Here, from the Journal’s editorial (the headings are mine):  

Business on Strike
Business spending on the likes of new factories, equipment and software [see chart] has subtracted from growth for three straight quarters. Apart from a stretch in 2014, the last three years have been historically weak.
This matters because business investment spurs the growth and productivity gains that produce more jobs and higher wages. As resilient as consumers have been, they can’t drive growth by themselves.
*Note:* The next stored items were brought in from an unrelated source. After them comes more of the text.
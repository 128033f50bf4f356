//! CLT Solver Example - Composite Driveshaft Design
//!
//! Designs a thin-walled carbon/epoxy driveshaft tube under pure torsion:
//! the torque becomes a shear flow Nxy = T / (2 * pi * R^2), and the genetic
//! optimizer searches for the lightest symmetric stack meeting the required
//! Tsai-Wu safety factor.

use std::f64::consts::PI;
use std::sync::Arc;

use anyhow::Context;
use rand::rngs::StdRng;
use rand::SeedableRng;

use clt_solver::prelude::*;

fn main() -> anyhow::Result<()> {
    env_logger::init();

    println!("=== CLT Solver Example: Driveshaft Design ===\n");

    let material = Arc::new(Material::carbon_epoxy());

    // 50 mm radius tube carrying 2000 Nm of torque
    let radius = 0.05;
    let torque = 2000.0;
    let nxy = torque / (2.0 * PI * radius * radius);
    println!("Applied shear load Nxy: {nxy:.2} N/m");

    let load = InPlaneLoad::new(0.0, 0.0, nxy);
    let limits = StrengthLimits::new(1500e6, 1200e6, 50e6, 250e6, Some(70e6))?;
    let constraints = DesignConstraints {
        strength: Some(StrengthConstraint {
            safety_factor: 2.0,
            limits,
        }),
        buckling: None,
    };

    println!("Running genetic algorithm...");
    let ga = GeneticAlgorithm::new(Arc::clone(&material), load, constraints)
        .with_population_size(20)
        .with_generations(10);

    let mut rng = StdRng::from_entropy();
    let stack = ga
        .optimize(&mut rng, 4, 16)
        .context("no feasible stacking sequence within 16 plies")?;

    println!("Optimal stacking sequence: {stack:?}");

    let laminate = Laminate::with_default_thickness(material, &stack, false)?;
    println!(
        "Total thickness: {:.3} mm",
        laminate.total_thickness() * 1000.0
    );
    println!(
        "Safety factor: {:.2}",
        safety_factor(&laminate, &load, &limits)
    );
    println!(
        "Engineering constants: {}",
        serde_json::to_string_pretty(&laminate.properties())?
    );

    Ok(())
}
//! Error types for the CLT solver

use thiserror::Error;

/// Main error type for laminate operations
#[derive(Error, Debug)]
pub enum LaminateError {
    #[error("Invalid material: {0}")]
    InvalidMaterial(String),

    #[error("Unstable material: v12 * v21 = {product} >= 1 (v12 = {v12}, v21 = {v21})")]
    UnstableMaterial { v12: f64, v21: f64, product: f64 },

    #[error("Invalid stack: {0}")]
    InvalidStack(String),

    #[error("Invalid ply thickness {0} - must be a positive, finite value")]
    InvalidThickness(f64),

    #[error("Invalid strength limits: {0}")]
    InvalidLimits(String),

    #[error("Invalid input: {0}")]
    InvalidInput(String),
}

/// Result type for laminate operations
pub type LaminateResult<T> = Result<T, LaminateError>;
//! Genetic stacking-sequence optimization

use std::cmp::Ordering;
use std::sync::Arc;

use rand::Rng;
use serde::{Deserialize, Serialize};

use crate::buckling::{self, DEFAULT_MODE_COUNT};
use crate::failure::{safety_factor, InPlaneLoad, StrengthLimits};
use crate::laminate::{Laminate, DEFAULT_PLY_THICKNESS};
use crate::material::Material;

/// Discrete gene set of ply angles the optimizer draws from
pub const GENE_ANGLES: [f64; 4] = [0.0, 45.0, -45.0, 90.0];

const MUTATION_PROBABILITY: f64 = 0.2;
const DEFAULT_POPULATION_SIZE: usize = 20;
const DEFAULT_GENERATIONS: usize = 10;

/// Minimum required strength margin under the design load
#[derive(Debug, Clone, Copy, Serialize, Deserialize)]
pub struct StrengthConstraint {
    /// Required Tsai-Wu safety factor
    pub safety_factor: f64,
    /// Ply strength limits used to evaluate it
    pub limits: StrengthLimits,
}

/// Minimum required plate buckling load
#[derive(Debug, Clone, Copy, Serialize, Deserialize)]
pub struct BucklingConstraint {
    /// Required critical load N_cr (N/m)
    pub load: f64,
    /// Plate length in the loaded direction (m)
    pub a: f64,
    /// Plate width (m)
    pub b: f64,
}

/// Hard constraints a candidate design must satisfy
#[derive(Debug, Clone, Copy, Default, Serialize, Deserialize)]
pub struct DesignConstraints {
    pub strength: Option<StrengthConstraint>,
    pub buckling: Option<BucklingConstraint>,
}

/// Genetic search for a minimum-ply-count symmetric laminate.
///
/// Ply counts are tried in increasing order; for each count one GA trial
/// evolves half-stacks (the full design is the half-stack mirrored), so the
/// first feasible count is also the lightest. The random source is injected
/// so runs can be made reproducible by seeding.
#[derive(Debug, Clone)]
pub struct GeneticAlgorithm {
    material: Arc<Material>,
    load: InPlaneLoad,
    constraints: DesignConstraints,
    population_size: usize,
    generations: usize,
    ply_thickness: f64,
}

impl GeneticAlgorithm {
    pub fn new(material: Arc<Material>, load: InPlaneLoad, constraints: DesignConstraints) -> Self {
        Self {
            material,
            load,
            constraints,
            population_size: DEFAULT_POPULATION_SIZE,
            generations: DEFAULT_GENERATIONS,
            ply_thickness: DEFAULT_PLY_THICKNESS,
        }
    }

    /// Set the population size per generation
    pub fn with_population_size(mut self, population_size: usize) -> Self {
        self.population_size = population_size.max(2);
        self
    }

    /// Set the number of generations per ply-count trial
    pub fn with_generations(mut self, generations: usize) -> Self {
        self.generations = generations.max(1);
        self
    }

    /// Set the ply thickness used for candidate laminates (m)
    pub fn with_ply_thickness(mut self, ply_thickness: f64) -> Self {
        self.ply_thickness = ply_thickness;
        self
    }

    /// Search for the lightest feasible symmetric stack.
    ///
    /// Tries even ply counts from `min_plies` to `max_plies` and returns the
    /// full mirrored stack of the first feasible count, or `None` when every
    /// count is exhausted without a feasible design.
    pub fn optimize(
        &self,
        rng: &mut impl Rng,
        min_plies: usize,
        max_plies: usize,
    ) -> Option<Vec<f64>> {
        // Symmetric designs need an even ply count of at least two.
        let mut n_plies = min_plies.max(2);
        n_plies += n_plies % 2;
        while n_plies <= max_plies {
            log::debug!("GA trial with {n_plies} plies");
            if let Some(stack) = self.run_trial(rng, n_plies / 2) {
                return Some(stack);
            }
            n_plies += 2;
        }

        None
    }

    /// One GA trial at a fixed half-stack size. Keeps the best individual
    /// seen across all generations, not just the last one.
    fn run_trial(&self, rng: &mut impl Rng, half_plies: usize) -> Option<Vec<f64>> {
        let mut population: Vec<Vec<f64>> = (0..self.population_size)
            .map(|_| self.random_stack(rng, half_plies))
            .collect();

        let mut best_score = f64::NEG_INFINITY;
        let mut best_stack: Option<Vec<f64>> = None;

        for generation in 0..self.generations {
            let mut scored: Vec<(f64, Vec<f64>)> = population
                .into_iter()
                .map(|stack| (self.evaluate(&stack), stack))
                .collect();

            scored.sort_by(|x, y| y.0.partial_cmp(&x.0).unwrap_or(Ordering::Equal));

            if scored[0].0 > best_score {
                best_score = scored[0].0;
                best_stack = Some(scored[0].1.clone());
            }
            log::debug!(
                "generation {generation}: best score {:.4} (best ever {best_score:.4})",
                scored[0].0
            );

            // Top half become parents and survive unchanged
            let parent_count = (self.population_size / 2).max(2);
            let parents = &scored[..parent_count.min(scored.len())];

            let mut next_gen: Vec<Vec<f64>> =
                parents.iter().map(|(_, stack)| stack.clone()).collect();

            while next_gen.len() < self.population_size {
                let p1 = &parents[rng.gen_range(0..parents.len())].1;
                let p2 = &parents[rng.gen_range(0..parents.len())].1;
                let mut child = crossover(rng, p1, p2);
                mutate(rng, &mut child);
                next_gen.push(child);
            }

            population = next_gen;
        }

        if best_score > 0.0 {
            best_stack.map(|half| mirror(&half))
        } else {
            None
        }
    }

    fn random_stack(&self, rng: &mut impl Rng, n: usize) -> Vec<f64> {
        (0..n)
            .map(|_| GENE_ANGLES[rng.gen_range(0..GENE_ANGLES.len())])
            .collect()
    }

    /// Fitness of a half-stack: 1.0 plus margin bonuses when all configured
    /// constraints hold, -1.0 on any hard violation.
    fn evaluate(&self, half_stack: &[f64]) -> f64 {
        let full = mirror(half_stack);
        let laminate = match Laminate::new(
            Arc::clone(&self.material),
            &full,
            self.ply_thickness,
            false,
        ) {
            Ok(laminate) => laminate,
            Err(_) => return -1.0,
        };

        let mut score = 1.0;

        if let Some(buckling) = &self.constraints.buckling {
            let critical =
                buckling::critical_load(&laminate, buckling.a, buckling.b, DEFAULT_MODE_COUNT);
            if critical.load < buckling.load {
                return -1.0;
            }
            score += (critical.load / buckling.load) * 0.1;
        }

        if let Some(strength) = &self.constraints.strength {
            let sf = safety_factor(&laminate, &self.load, &strength.limits);
            if sf < strength.safety_factor {
                return -1.0;
            }
            score += sf;
        }

        score
    }
}

fn mirror(half_stack: &[f64]) -> Vec<f64> {
    let mut full = half_stack.to_vec();
    full.extend(half_stack.iter().rev());
    full
}

/// Single-point crossover between two parents
fn crossover(rng: &mut impl Rng, p1: &[f64], p2: &[f64]) -> Vec<f64> {
    if p1.len() < 2 {
        return p1.to_vec();
    }
    let point = rng.gen_range(1..p1.len());
    let mut child = p1[..point].to_vec();
    child.extend_from_slice(&p2[point..]);
    child
}

/// With fixed probability, replace one random gene with a random angle
fn mutate(rng: &mut impl Rng, stack: &mut [f64]) {
    if stack.is_empty() {
        return;
    }
    if rng.gen::<f64>() < MUTATION_PROBABILITY {
        let idx = rng.gen_range(0..stack.len());
        stack[idx] = GENE_ANGLES[rng.gen_range(0..GENE_ANGLES.len())];
    }
}

#[cfg(test)]
mod tests {
    use super::*;
    use rand::rngs::StdRng;
    use rand::SeedableRng;

    fn limits() -> StrengthLimits {
        StrengthLimits::new(1500e6, 1200e6, 50e6, 250e6, Some(70e6)).unwrap()
    }

    #[test]
    fn mirror_produces_symmetric_stack() {
        assert_eq!(
            mirror(&[0.0, 45.0, 90.0]),
            vec![0.0, 45.0, 90.0, 90.0, 45.0, 0.0]
        );
    }

    #[test]
    fn crossover_preserves_length_and_genes() {
        let mut rng = StdRng::seed_from_u64(7);
        let p1 = vec![0.0, 0.0, 0.0, 0.0];
        let p2 = vec![90.0, 90.0, 90.0, 90.0];

        for _ in 0..20 {
            let child = crossover(&mut rng, &p1, &p2);
            assert_eq!(child.len(), 4);
            assert!(child.iter().all(|g| *g == 0.0 || *g == 90.0));
            // Single-point: once genes come from p2 they keep coming from p2
            let first_p2 = child.iter().position(|g| *g == 90.0);
            if let Some(i) = first_p2 {
                assert!(child[i..].iter().all(|g| *g == 90.0));
            }
        }
    }

    #[test]
    fn finds_feasible_design_for_easy_constraints() {
        let constraints = DesignConstraints {
            strength: Some(StrengthConstraint {
                safety_factor: 1.5,
                limits: limits(),
            }),
            buckling: None,
        };
        let ga = GeneticAlgorithm::new(
            Arc::new(Material::carbon_epoxy()),
            InPlaneLoad::new(1000.0, 0.0, 0.0),
            constraints,
        );

        let mut rng = StdRng::seed_from_u64(42);
        let stack = ga.optimize(&mut rng, 4, 16).expect("feasible design");

        // Lightest count wins and the result is symmetric and feasible.
        assert_eq!(stack.len(), 4);
        let half = stack.len() / 2;
        for k in 0..half {
            assert_eq!(stack[k], stack[stack.len() - 1 - k]);
        }

        let laminate = Laminate::with_default_thickness(
            Arc::new(Material::carbon_epoxy()),
            &stack,
            false,
        )
        .unwrap();
        let sf = safety_factor(&laminate, &InPlaneLoad::new(1000.0, 0.0, 0.0), &limits());
        assert!(sf >= 1.5);
    }

    #[test]
    fn reports_no_solution_when_infeasible() {
        // Required margin is unreachable at any allowed ply count.
        let constraints = DesignConstraints {
            strength: Some(StrengthConstraint {
                safety_factor: 1000.0,
                limits: limits(),
            }),
            buckling: None,
        };
        let ga = GeneticAlgorithm::new(
            Arc::new(Material::carbon_epoxy()),
            InPlaneLoad::new(1e6, 2e5, 1e5),
            constraints,
        );

        let mut rng = StdRng::seed_from_u64(42);
        assert!(ga.optimize(&mut rng, 4, 8).is_none());
    }

    #[test]
    fn buckling_constraint_is_enforced() {
        let constraints = DesignConstraints {
            strength: None,
            buckling: Some(BucklingConstraint {
                load: 1.0,
                a: 0.5,
                b: 0.5,
            }),
        };
        let ga = GeneticAlgorithm::new(
            Arc::new(Material::carbon_epoxy()),
            InPlaneLoad::default(),
            constraints,
        );

        let mut rng = StdRng::seed_from_u64(1);
        let stack = ga.optimize(&mut rng, 4, 8).expect("feasible design");

        let laminate = Laminate::with_default_thickness(
            Arc::new(Material::carbon_epoxy()),
            &stack,
            false,
        )
        .unwrap();
        let critical = buckling::critical_load(&laminate, 0.5, 0.5, DEFAULT_MODE_COUNT);
        assert!(critical.load >= 1.0);
    }
}
use anyhow::{Context, Result};

use sdfile_parser::io::{ReadOptions, read_sdf_file, write_json};
use sdfile_parser::Molecule;

use crate::cli::ToJsonArgs;
use crate::display::{Context as DisplayContext, Progress, print_summary};
use crate::io::create_output;

const TOTAL_STEPS: u8 = 2;

pub fn run_tojson(args: ToJsonArgs, ctx: DisplayContext) -> Result<()> {
    let options = ReadOptions::new()
        .with_max_molecules(args.max_molecules)
        .with_skip(args.skip);

    let mut progress = Progress::new(ctx.interactive, TOTAL_STEPS);

    progress.step("Reading molecules");
    let molecules = read_molecules(&args, &options)?;
    let failed = molecules.iter().filter(|m| !m.is_ok()).count();

    let read_substeps = build_read_substeps(&args, &options, molecules.len(), failed);
    let read_substeps_ref: Vec<&str> = read_substeps.iter().map(|s| s.as_str()).collect();
    progress.complete_step("Reading molecules", &read_substeps_ref);

    progress.step("Writing JSON");
    let output = create_output(args.dest_file.as_deref())?;
    write_json(output, &molecules).context("Failed to write JSON output")?;

    let destination = args
        .dest_file
        .as_ref()
        .map(|p| p.display().to_string())
        .unwrap_or_else(|| "stdout".to_string());
    progress.complete_step("Writing JSON", &[format!("Write JSON → {destination}").as_str()]);

    progress.finish();

    if ctx.interactive {
        print_summary(&molecules);
    }

    Ok(())
}

fn read_molecules(args: &ToJsonArgs, options: &ReadOptions) -> Result<Vec<Molecule>> {
    read_sdf_file(&args.sdfile, options)
        .with_context(|| format!("Failed to read SD file: {}", args.sdfile.display()))
}

fn build_read_substeps(
    args: &ToJsonArgs,
    options: &ReadOptions,
    count: usize,
    failed: usize,
) -> Vec<String> {
    let name = args
        .sdfile
        .file_name()
        .unwrap_or_default()
        .to_string_lossy()
        .into_owned();

    let mut steps = vec![format!("Parse {name}")];
    if options.skip > 0 {
        steps.push(format!("Skip first {} molecule(s)", options.skip));
    }
    if options.max_molecules > 0 {
        steps.push(format!("Limit to {} molecule(s)", options.max_molecules));
    }
    steps.push(format!("Decoded {} molecule(s), {} failed", count - failed, failed));
    steps
}
use std::io::{BufRead, Lines};
use std::path::Path;
use std::sync::LazyLock;

use log::error;
use regex::Regex;

use super::fields::{decode_atom_line, decode_bond_line};
use super::properties::decode_properties;
use super::splitter::{RecordSplitter, is_terminator};
use crate::io::{ReadOptions, compress, error::Error, util};
use crate::model::molecule::{ExitCode, Molecule};

const VERSION_TAG: &str = "V2000";
const HEADER_LINES: usize = 3;

static END_OF_CTAB: LazyLock<Regex> =
    LazyLock::new(|| Regex::new(r"^M\s+END").expect("invalid end marker pattern"));

/// A molecule block that could not be decoded.
///
/// Holds the partially filled record (exit code [`ExitCode::Failure`]) next
/// to the error that stopped decoding.
#[derive(Debug, thiserror::Error)]
#[error("molecule #{} could not be decoded: {source}", .molecule.order_of_occurrence)]
pub struct BlockError {
    pub molecule: Box<Molecule>,
    #[source]
    pub source: Error,
}

impl BlockError {
    pub fn occurrence(&self) -> usize {
        self.molecule.order_of_occurrence
    }

    pub fn into_molecule(self) -> Molecule {
        *self.molecule
    }
}

/// Decodes one terminator-delimited block of lines into a [`Molecule`].
///
/// `occurrence` is the 1-based position of the block in its source. The
/// trailing `$$$$` line, if present, is not part of the molecule.
pub fn decode_block(occurrence: usize, lines: &[String]) -> Result<Molecule, BlockError> {
    let mut molecule = Molecule::failed(occurrence);
    match fill_molecule(&mut molecule, lines) {
        Ok(()) => {
            molecule.exit_code = ExitCode::Success;
            Ok(molecule)
        }
        Err(source) => Err(BlockError {
            molecule: Box::new(molecule),
            source,
        }),
    }
}

fn fill_molecule(mol: &mut Molecule, lines: &[String]) -> Result<(), Error> {
    let body = match lines.split_last() {
        Some((last, rest)) if is_terminator(last) => rest,
        _ => lines,
    };

    if let Some(name) = body.first() {
        mol.name = util::strip_line_breaks(name).into_owned();
    }
    if let Some(software) = body.get(1) {
        mol.software = util::strip_line_breaks(software).into_owned();
    }

    let counts_line = body
        .get(HEADER_LINES)
        .ok_or_else(|| Error::format(body.len().max(1), "block ended before the counts line"))?;
    decode_counts(mol, HEADER_LINES + 1, counts_line)?;

    let atom_start = HEADER_LINES + 1;
    let bond_start = atom_start + mol.num_atoms;
    let data_start = bond_start + mol.num_bonds;

    for (i, raw) in body.iter().enumerate().take(bond_start).skip(atom_start) {
        mol.atoms.push(decode_atom_line(i + 1, raw)?);
    }
    ensure_complete("atom", body.len(), mol.num_atoms, mol.atoms.len())?;

    for (i, raw) in body.iter().enumerate().take(data_start).skip(bond_start) {
        mol.bonds.push(decode_bond_line(i + 1, raw)?);
    }
    ensure_complete("bond", body.len(), mol.num_bonds, mol.bonds.len())?;

    // Property lists (`M  CHG` etc.) up to `M  END` are not kept.
    let trailer = body.get(data_start..).unwrap_or_default();
    let data_offset = trailer
        .iter()
        .position(|l| END_OF_CTAB.is_match(l))
        .map_or(trailer.len(), |p| p + 1);
    mol.properties = decode_properties(data_start + data_offset + 1, &trailer[data_offset..])?;

    Ok(())
}

fn decode_counts(mol: &mut Molecule, line_no: usize, raw: &str) -> Result<(), Error> {
    let text = util::strip_line_breaks(raw);

    if !text.ends_with(VERSION_TAG) {
        let details = if text.contains("V3000") {
            "V3000 is not supported".to_string()
        } else {
            format!("counts line must end with '{VERSION_TAG}'")
        };
        return Err(Error::format(line_no, details));
    }

    let atoms = util::column(&text, 0, 3).trim();
    mol.num_atoms = atoms
        .parse()
        .map_err(|_| Error::field(line_no, "atom count", atoms))?;
    let bonds = util::column(&text, 3, 6).trim();
    mol.num_bonds = bonds
        .parse()
        .map_err(|_| Error::field(line_no, "bond count", bonds))?;
    mol.misc_counts_tail = util::column(&text, 6, text.len() - VERSION_TAG.len()).to_string();

    Ok(())
}

fn ensure_complete(table: &'static str, last_line: usize, expected: usize, found: usize) -> Result<(), Error> {
    if found < expected {
        return Err(Error::Truncated {
            line: last_line,
            table,
            expected,
            found,
        });
    }
    Ok(())
}

/// Lazily reads molecules from an SD stream.
///
/// Blocks that fail to decode are logged and yielded as failed records, so
/// one bad molecule never stops the stream. Only I/O errors are yielded as
/// `Err`, after which the reader is exhausted.
///
/// ```
/// use sdfile_parser::io::{ReadOptions, SdfReader};
///
/// let text = "ethane\n  demo\n\n  2  1  0  0  0  0            999 V2000\n\
///             0.0 0.0 0.0 C 0 0\n1.5 0.0 0.0 C 0 0\n  1  2  1  0\nM  END\n$$$$\n";
/// let mut reader = SdfReader::new(text.as_bytes(), &ReadOptions::default());
/// let mol = reader.next().unwrap()?;
/// assert!(mol.is_ok());
/// assert_eq!(mol.atoms.len(), 2);
/// assert!(reader.next().is_none());
/// # Ok::<(), sdfile_parser::io::Error>(())
/// ```
pub struct SdfReader<R> {
    chunks: RecordSplitter<Lines<R>>,
}

impl<R: BufRead> SdfReader<R> {
    pub fn new(reader: R, options: &ReadOptions) -> Self {
        Self {
            chunks: RecordSplitter::new(reader.lines(), options.skip, options.max_molecules),
        }
    }
}

impl SdfReader<Box<dyn BufRead>> {
    /// Opens `path` (gzip-compressed if it ends in `.gz`) for reading.
    pub fn from_path(path: impl AsRef<Path>, options: &ReadOptions) -> Result<Self, Error> {
        let reader = compress::open_file(path.as_ref())?;
        Ok(Self::new(reader, options))
    }
}

impl<R: BufRead> Iterator for SdfReader<R> {
    type Item = Result<Molecule, Error>;

    fn next(&mut self) -> Option<Self::Item> {
        let chunk = match self.chunks.next()? {
            Ok(chunk) => chunk,
            Err(e) => return Some(Err(e.into())),
        };

        let molecule = decode_block(chunk.occurrence, &chunk.lines).unwrap_or_else(|e| {
            error!("Failed to decode molecule #{}: {}", e.occurrence(), e.source);
            e.into_molecule()
        });
        Some(Ok(molecule))
    }
}
//! Opening SD files, with transparent gzip decompression.

use std::fs::File;
use std::io::{BufRead, BufReader};
use std::path::Path;

use flate2::read::MultiGzDecoder;

use super::error::Error;

/// Returns `true` if the path carries a `.gz` extension (any case).
pub fn is_gzip_path(path: &Path) -> bool {
    path.extension()
        .and_then(|s| s.to_str())
        .is_some_and(|s| s.eq_ignore_ascii_case("gz"))
}

/// Opens `path` as a buffered line source, decompressing `.gz` files.
pub fn open_file(path: &Path) -> Result<Box<dyn BufRead>, Error> {
    let file = File::open(path)?;

    if is_gzip_path(path) {
        Ok(Box::new(BufReader::new(MultiGzDecoder::new(file))))
    } else {
        Ok(Box::new(BufReader::new(file)))
    }
}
The investment plunge is a signal that business is on strike. . . CEOs will be risk-averse and conservative with their balance sheets until they see signs of a growth rebound, even though they’re sitting atop piles of cash and the cost of capital is at all-time lows. They will also hold off investing until they have a better sense of the future tax and regulatory burdens they are likely to face next year.
Afraid of Clinton
the .   .  . Democrats [convention] promised more of the policies that have stifled growth the last eight years. “Wall Street, corporations and the super-rich are going to start paying their fair share of taxes,” Clinton declared.
Start? The richest 1% already pay about 38% of federal income tax revenue[. W]hich sage economic advisers have told her that raising taxes on business will yield more business investment[? I]f you tax something you get less of it. Obama’s unprecedented wave of regulatory costs is another main reason business isn’t investing. Yet Clinton promised more costly rules on finance, health care, drug prices, mandated wages and benefits, and more.
Trump No Help
Normally all of this would help the [other] party[, but] Trump is talking more about law and order and terrorism than the economy. . . restricting the labor force with immigration controls and raising the prices of imports with new tariffs. . . would harm the economy. . .
Trump does say he’ll reduce regulation and cut taxes, but he offers few details and these are hardly his main talking points. In his Cleveland acceptance speech, [they seemed] an afterthought.
the House GOP’s “Better Way” [agenda] would reform the business tax code, ease rule-making and otherwise remove barriers to investment and job creation. The Tax Foundation estimates the package would make the economy about 9% larger and lift wages by 8%. . . Trump should read it.
The editorial worries “another lost decade of slow growth” will lead to “more economic anxiety” and “more political unrest”.